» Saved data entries
[Start of section]

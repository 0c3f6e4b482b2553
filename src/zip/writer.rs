//! In-memory ZIP archive writer.
//!
//! Entries are appended in call order. Each one is deflated into the output
//! buffer right away, preceded by its Local File Header; the Central
//! Directory and the EOCD record are emitted by [`ArchiveBuilder::finish`].
//!
//! Only the classic (zip32) layout is produced. Inputs that would need ZIP64
//! are rejected instead of being written as a truncated archive.

use byteorder::{LittleEndian, WriteBytesExt};
use flate2::write::DeflateEncoder;
use flate2::{Compression, Crc};
use std::io::Write;

use super::ArchiveError;
use super::structures::*;

/// Bookkeeping for one written entry, replayed into the Central Directory.
struct WrittenEntry {
    file_name: String,
    crc32: u32,
    compressed_size: u32,
    uncompressed_size: u32,
    lfh_offset: u32,
}

/// Builds a deflate-compressed ZIP archive in memory.
///
/// ```
/// use diskzip::ArchiveBuilder;
///
/// let mut builder = ArchiveBuilder::new();
/// builder.add_file("hello.txt", b"hello world")?;
/// let bytes = builder.finish()?;
/// assert_eq!(&bytes[0..4], b"PK\x03\x04");
/// # Ok::<(), diskzip::ArchiveError>(())
/// ```
pub struct ArchiveBuilder {
    buf: Vec<u8>,
    entries: Vec<WrittenEntry>,
    level: Compression,
    timestamp: DosDateTime,
}

impl ArchiveBuilder {
    pub fn new() -> Self {
        Self::with_timestamp(DosDateTime::now())
    }

    /// Use a fixed modification time for every entry.
    pub fn with_timestamp(timestamp: DosDateTime) -> Self {
        Self {
            buf: Vec::new(),
            entries: Vec::new(),
            level: Compression::default(),
            timestamp,
        }
    }

    pub fn len(&self) -> usize {
        self.entries.len()
    }

    pub fn is_empty(&self) -> bool {
        self.entries.is_empty()
    }

    /// Compress `content` and append it under `file_name`.
    ///
    /// Duplicate names are written as separate entries.
    pub fn add_file(&mut self, file_name: &str, content: &[u8]) -> Result<(), ArchiveError> {
        if self.entries.len() >= MAX_ENTRIES {
            return Err(ArchiveError::TooManyEntries(MAX_ENTRIES));
        }
        if file_name.len() > u16::MAX as usize {
            return Err(ArchiveError::TooLarge(file_name.to_string()));
        }

        let mut crc = Crc::new();
        crc.update(content);

        let mut encoder = DeflateEncoder::new(Vec::new(), self.level);
        encoder.write_all(content)?;
        let compressed = encoder.finish()?;

        let too_large = |size: u64| size > MAX_SIZE;
        let lfh_offset = self.buf.len() as u64;
        if too_large(content.len() as u64)
            || too_large(compressed.len() as u64)
            || too_large(lfh_offset)
        {
            return Err(ArchiveError::TooLarge(file_name.to_string()));
        }

        let entry = WrittenEntry {
            file_name: file_name.to_string(),
            crc32: crc.sum(),
            compressed_size: compressed.len() as u32,
            uncompressed_size: content.len() as u32,
            lfh_offset: lfh_offset as u32,
        };

        self.write_local_header(&entry)?;
        self.buf.write_all(&compressed)?;
        self.entries.push(entry);

        Ok(())
    }

    /// Write the Central Directory and EOCD, returning the archive bytes.
    pub fn finish(mut self) -> Result<Vec<u8>, ArchiveError> {
        let cd_offset = self.buf.len() as u64;
        if cd_offset > MAX_SIZE {
            return Err(ArchiveError::TooLarge("central directory".to_string()));
        }

        let entries = std::mem::take(&mut self.entries);
        for entry in &entries {
            self.write_central_header(entry)?;
        }

        let cd_size = self.buf.len() as u64 - cd_offset;
        if cd_size > MAX_SIZE {
            return Err(ArchiveError::TooLarge("central directory".to_string()));
        }
        EndOfCentralDirectory::new(entries.len() as u16, cd_size as u32, cd_offset as u32)
            .write_to(&mut self.buf)?;

        Ok(self.buf)
    }

    fn write_local_header(&mut self, entry: &WrittenEntry) -> Result<(), ArchiveError> {
        let out = &mut self.buf;
        out.write_all(LFH_SIGNATURE)?;
        out.write_u16::<LittleEndian>(VERSION_NEEDED)?;
        out.write_u16::<LittleEndian>(FLAG_UTF8)?;
        out.write_u16::<LittleEndian>(CompressionMethod::Deflate.as_u16())?;
        out.write_u16::<LittleEndian>(self.timestamp.time)?;
        out.write_u16::<LittleEndian>(self.timestamp.date)?;
        out.write_u32::<LittleEndian>(entry.crc32)?;
        out.write_u32::<LittleEndian>(entry.compressed_size)?;
        out.write_u32::<LittleEndian>(entry.uncompressed_size)?;
        out.write_u16::<LittleEndian>(entry.file_name.len() as u16)?;
        out.write_u16::<LittleEndian>(0)?; // extra field length
        out.write_all(entry.file_name.as_bytes())?;
        Ok(())
    }

    fn write_central_header(&mut self, entry: &WrittenEntry) -> Result<(), ArchiveError> {
        let out = &mut self.buf;
        out.write_all(CDFH_SIGNATURE)?;
        out.write_u16::<LittleEndian>(VERSION_NEEDED)?; // version made by
        out.write_u16::<LittleEndian>(VERSION_NEEDED)?;
        out.write_u16::<LittleEndian>(FLAG_UTF8)?;
        out.write_u16::<LittleEndian>(CompressionMethod::Deflate.as_u16())?;
        out.write_u16::<LittleEndian>(self.timestamp.time)?;
        out.write_u16::<LittleEndian>(self.timestamp.date)?;
        out.write_u32::<LittleEndian>(entry.crc32)?;
        out.write_u32::<LittleEndian>(entry.compressed_size)?;
        out.write_u32::<LittleEndian>(entry.uncompressed_size)?;
        out.write_u16::<LittleEndian>(entry.file_name.len() as u16)?;
        out.write_u16::<LittleEndian>(0)?; // extra field length
        out.write_u16::<LittleEndian>(0)?; // file comment length
        out.write_u16::<LittleEndian>(0)?; // disk number start
        out.write_u16::<LittleEndian>(0)?; // internal attributes
        out.write_u32::<LittleEndian>(0)?; // external attributes
        out.write_u32::<LittleEndian>(entry.lfh_offset)?;
        out.write_all(entry.file_name.as_bytes())?;
        Ok(())
    }
}

impl Default for ArchiveBuilder {
    fn default() -> Self {
        Self::new()
    }
}

/// Bundle `(file_name, content)` pairs into one archive, in order.
pub fn build_archive<N, C>(entries: &[(N, C)]) -> Result<Vec<u8>, ArchiveError>
where
    N: AsRef<str>,
    C: AsRef<[u8]>,
{
    let mut builder = ArchiveBuilder::new();
    for (name, content) in entries {
        builder.add_file(name.as_ref(), content.as_ref())?;
    }
    builder.finish()
}
//! The listing and download pipelines, independent of the web layer.

use bytes::Bytes;
use std::sync::Arc;
use tracing::{error, info};

use crate::cache::ListingCache;
use crate::error::{Error, Result};
use crate::io::{FileSource, ListingSource};
use crate::listing::{self, FileDescriptor};
use crate::zip;

/// Separator between filename and URL in a submitted selection.
pub const SELECTION_SEPARATOR: &str = "||";

/// One file the client asked to download.
#[derive(Debug, Clone, PartialEq, Eq)]
pub struct SelectionItem {
    pub filename: String,
    pub download_url: String,
}

impl SelectionItem {
    /// Parse a `"<filename>||<downloadUrl>"` token.
    ///
    /// The token splits at the last separator, so a filename may itself
    /// contain `||`; the URL may not.
    pub fn parse(token: &str) -> Result<Self> {
        match token.rsplit_once(SELECTION_SEPARATOR) {
            Some((filename, url)) if !filename.is_empty() && !url.is_empty() => Ok(Self {
                filename: filename.to_string(),
                download_url: url.to_string(),
            }),
            _ => Err(Error::InvalidSelection(token.to_string())),
        }
    }
}

/// Parse every token up front so a bad one fails before anything is fetched.
pub fn parse_selection<S: AsRef<str>>(tokens: &[S]) -> Result<Vec<SelectionItem>> {
    if tokens.is_empty() {
        return Err(Error::NothingSelected);
    }
    tokens.iter().map(|t| SelectionItem::parse(t.as_ref())).collect()
}

/// Resolves public links to listings through the cache.
pub struct ListingService {
    source: Arc<dyn ListingSource>,
    cache: Arc<ListingCache>,
}

impl ListingService {
    pub fn new(source: Arc<dyn ListingSource>, cache: Arc<ListingCache>) -> Self {
        Self { source, cache }
    }

    pub fn cache(&self) -> &ListingCache {
        &self.cache
    }

    /// Full listing for `public_key`, from the cache when possible.
    ///
    /// Only non-empty listings are cached: an empty one cannot be told apart
    /// from an invalid link, so it is fetched again next time.
    pub async fn resolve(&self, public_key: &str) -> Result<Arc<[FileDescriptor]>> {
        if let Some(items) = self.cache.get(public_key) {
            info!(public_key, items = items.len(), "listing served from cache");
            return Ok(items);
        }

        let items = self.source.fetch_listing(public_key).await.map_err(|e| {
            error!(public_key, error = %e, "listing fetch failed");
            Error::ListingFetchFailed {
                public_key: public_key.to_string(),
                reason: e.to_string(),
            }
        })?;

        if items.is_empty() {
            return Err(Error::ListingEmpty(public_key.to_string()));
        }

        let items: Arc<[FileDescriptor]> = items.into();
        self.cache.put(public_key, items.clone());
        info!(
            public_key,
            items = items.len(),
            cached = self.cache.len(),
            "listing fetched and cached"
        );

        Ok(items)
    }

    /// Resolve, then narrow to `kind` (the raw upstream tag).
    pub async fn list(&self, public_key: &str, kind: Option<&str>) -> Result<Vec<FileDescriptor>> {
        let items = self.resolve(public_key).await?;
        Ok(listing::filter(&items, kind))
    }
}

/// Fetch every selected file in order and bundle them into one archive.
///
/// The first failed fetch aborts the batch; no partial archive is produced.
pub async fn build_download(
    source: &dyn FileSource,
    selection: &[SelectionItem],
) -> Result<Vec<u8>> {
    if selection.is_empty() {
        return Err(Error::NothingSelected);
    }

    let mut fetched: Vec<(&str, Bytes)> = Vec::with_capacity(selection.len());
    for item in selection {
        let content = source.fetch_bytes(&item.download_url).await.map_err(|e| {
            error!(filename = %item.filename, url = %e.url(), error = %e, "file fetch failed");
            Error::FileFetchFailed {
                url: item.download_url.clone(),
                reason: e.to_string(),
            }
        })?;
        fetched.push((item.filename.as_str(), content));
    }

    let archive = zip::build_archive(&fetched)?;
    info!(files = fetched.len(), bytes = archive.len(), "archive assembled");

    Ok(archive)
}
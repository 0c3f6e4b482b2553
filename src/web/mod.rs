//! HTTP front-end: routes, shared state, pages.

pub mod error;
pub mod handlers;
pub mod pages;

use std::sync::Arc;

use axum::routing::{get, post};
use axum::Router;
use tower_http::trace::TraceLayer;

use crate::cache::ListingCache;
use crate::io::{FileSource, HttpClient};
use crate::service::ListingService;
use pages::Pages;

/// Shared state handed to every handler.
#[derive(Clone)]
pub struct AppState {
    pub listings: Arc<ListingService>,
    pub files: Arc<dyn FileSource>,
    pub pages: Arc<Pages>,
}

impl AppState {
    /// Wire one HTTP client in as both listing and file source.
    pub fn new(client: HttpClient, cache: Arc<ListingCache>) -> tera::Result<Self> {
        let client = Arc::new(client);
        Ok(Self {
            listings: Arc::new(ListingService::new(client.clone(), cache)),
            files: client,
            pages: Arc::new(Pages::new()?),
        })
    }
}

pub fn router(state: AppState) -> Router {
    Router::new()
        .route("/", get(handlers::index).post(handlers::list_files))
        .route("/download", post(handlers::download))
        .route("/healthz", get(handlers::healthz))
        .layer(TraceLayer::new_for_http())
        .with_state(state)
}
use crate::zip::ArchiveError;

/// Errors surfaced by the listing and download pipelines.
#[derive(Debug, thiserror::Error)]
pub enum Error {
    #[error("could not fetch listing for {public_key}: {reason}")]
    ListingFetchFailed { public_key: String, reason: String },

    #[error("no items found for {0}")]
    ListingEmpty(String),

    #[error("failed to fetch {url}: {reason}")]
    FileFetchFailed { url: String, reason: String },

    #[error("failed to assemble archive: {0}")]
    ArchiveAssemblyFailed(#[from] ArchiveError),

    #[error("no file selected for download")]
    NothingSelected,

    #[error("invalid selection {0:?}: expected \"<filename>||<url>\"")]
    InvalidSelection(String),
}

pub type Result<T> = std::result::Result<T, Error>;
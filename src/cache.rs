use std::collections::HashMap;
use std::sync::{Arc, Mutex, MutexGuard, PoisonError};

use crate::listing::FileDescriptor;

/// Process-lifetime listing cache keyed by the public link as submitted.
///
/// Entries never expire. Lookups are exact string matches, so links that
/// differ only by a trailing slash are distinct keys.
#[derive(Debug, Default)]
pub struct ListingCache {
    entries: Mutex<HashMap<String, Arc<[FileDescriptor]>>>,
}

impl ListingCache {
    pub fn new() -> Self {
        Self::default()
    }

    pub fn get(&self, key: &str) -> Option<Arc<[FileDescriptor]>> {
        self.lock().get(key).cloned()
    }

    /// Store a listing. A concurrent `put` for the same key wins if it
    /// lands later.
    pub fn put(&self, key: impl Into<String>, items: Arc<[FileDescriptor]>) {
        self.lock().insert(key.into(), items);
    }

    pub fn len(&self) -> usize {
        self.lock().len()
    }

    pub fn is_empty(&self) -> bool {
        self.lock().is_empty()
    }

    // A panic while holding the lock cannot leave the map half-updated.
    fn lock(&self) -> MutexGuard<'_, HashMap<String, Arc<[FileDescriptor]>>> {
        self.entries.lock().unwrap_or_else(PoisonError::into_inner)
    }
}
//! # diskzip
//!
//! A small web front-end for public cloud-disk folders. Paste a public link,
//! see what is inside, tick the files you want, and get them back as one zip
//! archive.
//!
//! ## Pipeline
//!
//! - Listing: the public link is resolved through the listing API once per
//!   process, then served from [`ListingCache`]. Empty listings are never
//!   cached.
//! - Filtering: listings narrow to one raw kind tag (`"file"`, `"dir"`).
//! - Download: selected files are fetched one at a time, in the order
//!   submitted. The first failure aborts the batch; otherwise everything is
//!   deflated into one in-memory archive by [`ArchiveBuilder`].
//!
//! ## Example
//!
//! ```no_run
//! use std::sync::Arc;
//! use std::time::Duration;
//! use diskzip::{HttpClient, ListingCache, ListingService};
//!
//! #[tokio::main]
//! async fn main() -> anyhow::Result<()> {
//!     let timeout = Duration::from_secs(30);
//!     let client = HttpClient::new(diskzip::io::DEFAULT_LISTING_URL, 1000, timeout)?;
//!     let listings = ListingService::new(Arc::new(client), Arc::new(ListingCache::new()));
//!
//!     for file in listings.list("https://disk.yandex.ru/d/abc", Some("file")).await? {
//!         println!("{}", file.name);
//!     }
//!
//!     Ok(())
//! }
//! ```

pub mod cache;
pub mod cli;
pub mod error;
pub mod io;
pub mod listing;
pub mod service;
pub mod web;
pub mod zip;

pub use cache::ListingCache;
pub use cli::Cli;
pub use error::Error;
pub use io::{FetchError, FileSource, HttpClient, ListingSource};
pub use listing::{FileDescriptor, ResourceKind};
pub use service::{ListingService, SelectionItem, build_download, parse_selection};
pub use zip::{ArchiveBuilder, ArchiveError, ArchiveReader, build_archive};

[End of section]

» TASK TO COMPLETE
Reproduce, word for word and in full, only the lines above that start at the line with "pub fn router(state: AppState)" and run through the line with "public_key: String, reason: String", both ends included.

» RESULT OF THE TASK
pub fn router(state: AppState) -> Router {
    Router::new()
        .route("/", get(handlers::index).post(handlers::list_files))
        .route("/download", post(handlers::download))
        .route("/healthz", get(handlers::healthz))
        .layer(TraceLayer::new_for_http())
        .with_state(state)
}
use crate::zip::ArchiveError;

/// Errors surfaced by the listing and download pipelines.
#[derive(Debug, thiserror::Error)]
pub enum Error {
    #[error("could not fetch listing for {public_key}: {reason}")]
    ListingFetchFailed { public_key: String, reason: String },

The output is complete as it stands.